(Beginning of Material supplied)
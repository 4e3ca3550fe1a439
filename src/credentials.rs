//! Provider credential routing.
//!
//! A model reference such as `gemini/gemini-1.5-pro` names its provider in
//! the segment before the first `/`. The provider id is looked up in an
//! explicit map (from settings) to find the environment variable holding the
//! credential. Nothing is inferred from the rest of the model string.
//!
//! Every failure here is permissive: the engine call proceeds without a
//! credential and fails at call time if the provider needs one.

use std::collections::BTreeMap;

/// A credential resolved for one model reference.
#[derive(Clone, PartialEq, Eq)]
pub struct Credential {
    pub provider: String,
    pub variable: String,
    pub value: String,
}

impl std::fmt::Debug for Credential {
    fn fmt(&self, f: &mut std::fmt::Formatter<'_>) -> std::fmt::Result {
        f.debug_struct("Credential")
            .field("provider", &self.provider)
            .field("variable", &self.variable)
            .field("value", &"<redacted>")
            .finish()
    }
}

/// Provider id of a model reference, if it has one.
pub fn provider_of(model: &str) -> Option<&str> {
    let (provider, rest) = model.trim().split_once('/')?;
    if provider.is_empty() || rest.is_empty() {
        None
    } else {
        Some(provider)
    }
}

/// Explicit provider id -> credential variable map.
#[derive(Debug, Clone, Default)]
pub struct ProviderRoutes {
    routes: BTreeMap<String, String>,
}

impl ProviderRoutes {
    pub fn new(routes: BTreeMap<String, String>) -> Self {
        Self {
            routes: routes
                .into_iter()
                .map(|(provider, variable)| (provider.to_lowercase(), variable))
                .collect(),
        }
    }

    /// Mapped `(provider, variable)` pairs, ordered by provider id.
    pub fn providers(&self) -> impl Iterator<Item = (&str, &str)> {
        self.routes
            .iter()
            .map(|(provider, variable)| (provider.as_str(), variable.as_str()))
    }

    /// Credential variable name for `model`, if its provider is mapped.
    pub fn variable_for(&self, model: &str) -> Option<&str> {
        let provider = provider_of(model)?.to_lowercase();
        self.routes.get(&provider).map(String::as_str)
    }

    /// Resolve the credential for `model` from the process environment.
    pub fn resolve(&self, model: &str) -> Option<Credential> {
        self.resolve_with(model, |name| std::env::var(name).ok())
    }

    /// Resolve the credential for `model` using `lookup` for variable values.
    pub fn resolve_with<F>(&self, model: &str, lookup: F) -> Option<Credential>
    where
        F: Fn(&str) -> Option<String>,
    {
        let Some(provider) = provider_of(model) else {
            tracing::warn!(model, "model reference has no provider prefix; no credential");
            return None;
        };
        let Some(variable) = self.variable_for(model) else {
            tracing::warn!(model, provider, "no credential variable mapped for provider");
            return None;
        };
        match lookup(variable).filter(|v| !v.trim().is_empty()) {
            Some(value) => Some(Credential {
                provider: provider.to_string(),
                variable: variable.to_string(),
                value,
            }),
            None => {
                tracing::warn!(model, variable, "credential variable is not set");
                None
            }
        }
    }
}
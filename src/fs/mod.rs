//! Filesystem helpers.

pub mod atomic;

pub use atomic::atomic_write_file;
//! Rendering of the doctor report.

use super::{DoctorReport, IssueSeverity};
use std::io::{self, Write};

/// Write the doctor report to `out`.
pub fn write_report<W: Write>(report: &DoctorReport, out: &mut W) -> io::Result<()> {
    if !report.passed.is_empty() {
        writeln!(out, "Checks passed ({}):", report.passed.len())?;
        writeln!(out)?;
        for line in &report.passed {
            writeln!(out, "  - {}", line)?;
        }
        writeln!(out)?;
    }

    if report.issues.is_empty() {
        writeln!(out, "No issues detected.")?;
        return Ok(());
    }

    writeln!(out, "Issues detected ({}):", report.issues.len())?;
    writeln!(out)?;
    for (i, issue) in report.issues.iter().enumerate() {
        writeln!(
            out,
            "  {}. [{}] {} - {}",
            i + 1,
            issue.severity,
            issue.category,
            issue.description
        )?;
        if let Some(remediation) = &issue.remediation {
            writeln!(out, "     Fix:  {}", remediation)?;
        }
        writeln!(out)?;
    }

    writeln!(
        out,
        "Summary: {} errors, {} warnings.",
        report.count(IssueSeverity::Error),
        report.count(IssueSeverity::Warning)
    )
}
(End of Material supplied)
■ **What you will do**
Reproduce all of the data above, exactly and without omission.

■ **Answer space**
repository 4e3ca3550fe1a439
filename src/credentials.rs
//! Provider credential routing.
//!
//! A model reference such as `gemini/gemini-1.5-pro` names its provider in
//! the segment before the first `/`. The provider id is looked up in an
//! explicit map (from settings) to find the environment variable holding the
//! credential. Nothing is inferred from the rest of the model string.
//!
//! Every failure here is permissive: the engine call proceeds without a
//! credential and fails at call time if the provider needs one.

use std::collections::BTreeMap;

/// A credential resolved for one model reference.
#[derive(Clone, PartialEq, Eq)]
pub struct Credential {
    pub provider: String,
    pub variable: String,
    pub value: String,
}

impl std::fmt::Debug for Credential {
    fn fmt(&self, f: &mut std::fmt::Formatter<'_>) -> std::fmt::Result {
        f.debug_struct("Credential")
            .field("provider", &self.provider)
            .field("variable", &self.variable)
            .field("value", &"<redacted>")
            .finish()
    }
}

/// Provider id of a model reference, if it has one.
pub fn provider_of(model: &str) -> Option<&str> {
    let (provider, rest) = model.trim().split_once('/')?;
    if provider.is_empty() || rest.is_empty() {
        None
    } else {
        Some(provider)
    }
}

/// Explicit provider id -> credential variable map.
#[derive(Debug, Clone, Default)]
pub struct ProviderRoutes {
    routes: BTreeMap<String, String>,
}

impl ProviderRoutes {
    pub fn new(routes: BTreeMap<String, String>) -> Self {
        Self {
            routes: routes
                .into_iter()
                .map(|(provider, variable)| (provider.to_lowercase(), variable))
                .collect(),
        }
    }

    /// Mapped `(provider, variable)` pairs, ordered by provider id.
    pub fn providers(&self) -> impl Iterator<Item = (&str, &str)> {
        self.routes
            .iter()
            .map(|(provider, variable)| (provider.as_str(), variable.as_str()))
    }

    /// Credential variable name for `model`, if its provider is mapped.
    pub fn variable_for(&self, model: &str) -> Option<&str> {
        let provider = provider_of(model)?.to_lowercase();
        self.routes.get(&provider).map(String::as_str)
    }

    /// Resolve the credential for `model` from the process environment.
    pub fn resolve(&self, model: &str) -> Option<Credential> {
        self.resolve_with(model, |name| std::env::var(name).ok())
    }

    /// Resolve the credential for `model` using `lookup` for variable values.
    pub fn resolve_with<F>(&self, model: &str, lookup: F) -> Option<Credential>
    where
        F: Fn(&str) -> Option<String>,
    {
        let Some(provider) = provider_of(model) else {
            tracing::warn!(model, "model reference has no provider prefix; no credential");
            return None;
        };
        let Some(variable) = self.variable_for(model) else {
            tracing::warn!(model, provider, "no credential variable mapped for provider");
            return None;
        };
        match lookup(variable).filter(|v| !v.trim().is_empty()) {
            Some(value) => Some(Credential {
                provider: provider.to_string(),
                variable: variable.to_string(),
                value,
            }),
            None => {
                tracing::warn!(model, variable, "credential variable is not set");
                None
            }
        }
    }
}
filename src/fs/mod.rs
//! Filesystem helpers.

pub mod atomic;

pub use atomic::atomic_write_file;
//! Rendering of the doctor report.

use super::{DoctorReport, IssueSeverity};
use std::io::{self, Write};

/// Write the doctor report to `out`.
pub fn write_report<W: Write>(report: &DoctorReport, out: &mut W) -> io::Result<()> {
    if !report.passed.is_empty() {
        writeln!(out, "Checks passed ({}):", report.passed.len())?;
        writeln!(out)?;
        for line in &report.passed {
            writeln!(out, "  - {}", line)?;
        }
        writeln!(out)?;
    }

    if report.issues.is_empty() {
        writeln!(out, "No issues detected.")?;
        return Ok(());
    }

    writeln!(out, "Issues detected ({}):", report.issues.len())?;
    writeln!(out)?;
    for (i, issue) in report.issues.iter().enumerate() {
        writeln!(
            out,
            "  {}. [{}] {} - {}",
            i + 1,
            issue.severity,
            issue.category,
            issue.description
        )?;
        if let Some(remediation) = &issue.remediation {
            writeln!(out, "     Fix:  {}", remediation)?;
        }
        writeln!(out)?;
    }

    writeln!(
        out,
        "Summary: {} errors, {} warnings.",
        report.count(IssueSeverity::Error),
        report.count(IssueSeverity::Warning)
    )
}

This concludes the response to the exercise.